(Saved data entries)
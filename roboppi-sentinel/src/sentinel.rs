//! Composes the no-output and no-progress watchers per step (spec.md
//! §4.12) behind one entry point: `StallSentinel::watch`. Both watchers
//! share the step's `CancelHandle`, so whichever fires first wins —
//! `CancelHandle::fire` is idempotent, and each watcher exits its loop on
//! its next tick once it observes the handle aborted, which gives the
//! "stop the watcher" half of the interrupt action without extra
//! bookkeeping.

use crate::activity::ActivityTracker;
use crate::no_output::{self, NoOutputWatcherConfig};
use crate::no_progress::{self, NoProgressWatcherConfig};
use roboppi_common::cancellation::CancelHandle;
use roboppi_common::workflow::StallPolicy;
use roboppi_common::ActivitySink;
use std::path::PathBuf;
use std::sync::Arc;
use tokio::task::JoinHandle;

/// A running watch for one step. Dropping it stops both watchers; call
/// `stop` explicitly once the step settles so the spawned tasks don't
/// outlive it waiting on a handle nobody will ever fire.
pub struct StallWatch {
    tracker: Arc<ActivityTracker>,
    tasks: Vec<JoinHandle<()>>,
}

impl StallWatch {
    /// An `ActivitySink` that marks worker output on the tracker this
    /// watch is reading from. Hand this to the gateway via
    /// `WorkerTask::activity` before delegating.
    pub fn activity_sink(&self) -> ActivitySink {
        let tracker = Arc::clone(&self.tracker);
        ActivitySink::new(move || tracker.mark_worker_output())
    }

    pub fn mark_phase_transition(&self) {
        self.tracker.mark_phase_transition();
    }

    pub fn mark_state_update(&self) {
        self.tracker.mark_state_update();
    }

    pub fn stop(self) {
        for task in self.tasks {
            task.abort();
        }
    }
}

pub struct StallSentinel;

impl StallSentinel {
    /// Spawns whichever watchers `policy` configures for `step_id`,
    /// sharing `handle` so a trigger aborts the step the same way a user
    /// cancel or deadline would.
    pub fn watch(step_id: impl Into<String>, step_dir: PathBuf, policy: &StallPolicy, handle: CancelHandle) -> StallWatch {
        let step_id = step_id.into();
        let tracker = Arc::new(ActivityTracker::new());
        let mut tasks = Vec::new();

        if let Some(timeout) = policy.no_output_timeout {
            let config = NoOutputWatcherConfig {
                step_id: step_id.clone(),
                step_dir: step_dir.clone(),
                timeout,
                source: policy.no_output_source,
                action: policy.action,
            };
            let tracker = Arc::clone(&tracker);
            let handle = handle.clone();
            tasks.push(tokio::spawn(no_output::run(config, tracker, handle)));
        }

        if let (Some(probe_command), Some(stall_threshold)) =
            (policy.probe_command.clone(), policy.stall_threshold)
        {
            let config = NoProgressWatcherConfig {
                step_id: step_id.clone(),
                step_dir: step_dir.clone(),
                probe_command,
                probe_interval: policy.probe_interval.unwrap_or(std::time::Duration::from_secs(30)),
                stall_threshold,
                on_probe_error: policy.on_probe_error,
                probe_error_threshold: policy.probe_error_threshold,
                action: policy.action,
            };
            let handle = handle.clone();
            tasks.push(tokio::spawn(no_progress::run(config, handle)));
        }

        StallWatch { tracker, tasks }
    }
}

#[cfg(test)]
mod tests {
    use super::*;
    use roboppi_common::cancellation::CancelReason;
    use roboppi_common::workflow::{NoOutputSource, ProbeErrorAction, StallAction};
    use std::time::Duration;

    fn policy(no_output_timeout: Option<Duration>) -> StallPolicy {
        StallPolicy {
            no_output_timeout,
            no_output_source: NoOutputSource::WorkerEvent,
            probe_command: None,
            probe_interval: None,
            stall_threshold: None,
            on_probe_error: ProbeErrorAction::Ignore,
            probe_error_threshold: None,
            action: StallAction::Interrupt,
        }
    }

    #[tokio::test(start_paused = true)]
    async fn watch_installs_no_output_watcher_and_fires_handle() {
        let dir = tempfile::tempdir().unwrap();
        let handle = CancelHandle::new();
        let watch = StallSentinel::watch(
            "build",
            dir.path().to_path_buf(),
            &policy(Some(Duration::from_millis(200))),
            handle.clone(),
        );

        tokio::time::advance(Duration::from_secs(2)).await;
        tokio::task::yield_now().await;

        assert!(handle.is_aborted());
        assert!(matches!(handle.reason(), Some(CancelReason::Sentinel(_))));
        watch.stop();
    }

    #[tokio::test(start_paused = true)]
    async fn activity_sink_pings_reset_the_tracker() {
        let dir = tempfile::tempdir().unwrap();
        let handle = CancelHandle::new();
        let watch = StallSentinel::watch(
            "build",
            dir.path().to_path_buf(),
            &policy(Some(Duration::from_secs(5))),
            handle.clone(),
        );
        let sink = watch.activity_sink();

        tokio::time::advance(Duration::from_secs(2)).await;
        sink.ping();
        tokio::time::advance(Duration::from_secs(2)).await;
        tokio::task::yield_now().await;

        assert!(!handle.is_aborted());
        watch.stop();
    }

    #[test]
    fn no_policy_fields_set_installs_no_watchers() {
        let dir = std::env::temp_dir();
        let handle = CancelHandle::new();
        let watch = StallSentinel::watch("build", dir, &policy(None), handle);
        assert!(watch.tasks.is_empty());
    }
}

#### [Work order]
The lines needed run from the first line of the data through the line containing "first wins —"; give them again exactly and nothing else.

#### [Solution to this exercise]
filename roboppi-sentinel/src/sentinel.rs
//! Composes the no-output and no-progress watchers per step (spec.md
//! §4.12) behind one entry point: `StallSentinel::watch`. Both watchers
//! share the step's `CancelHandle`, so whichever fires first wins —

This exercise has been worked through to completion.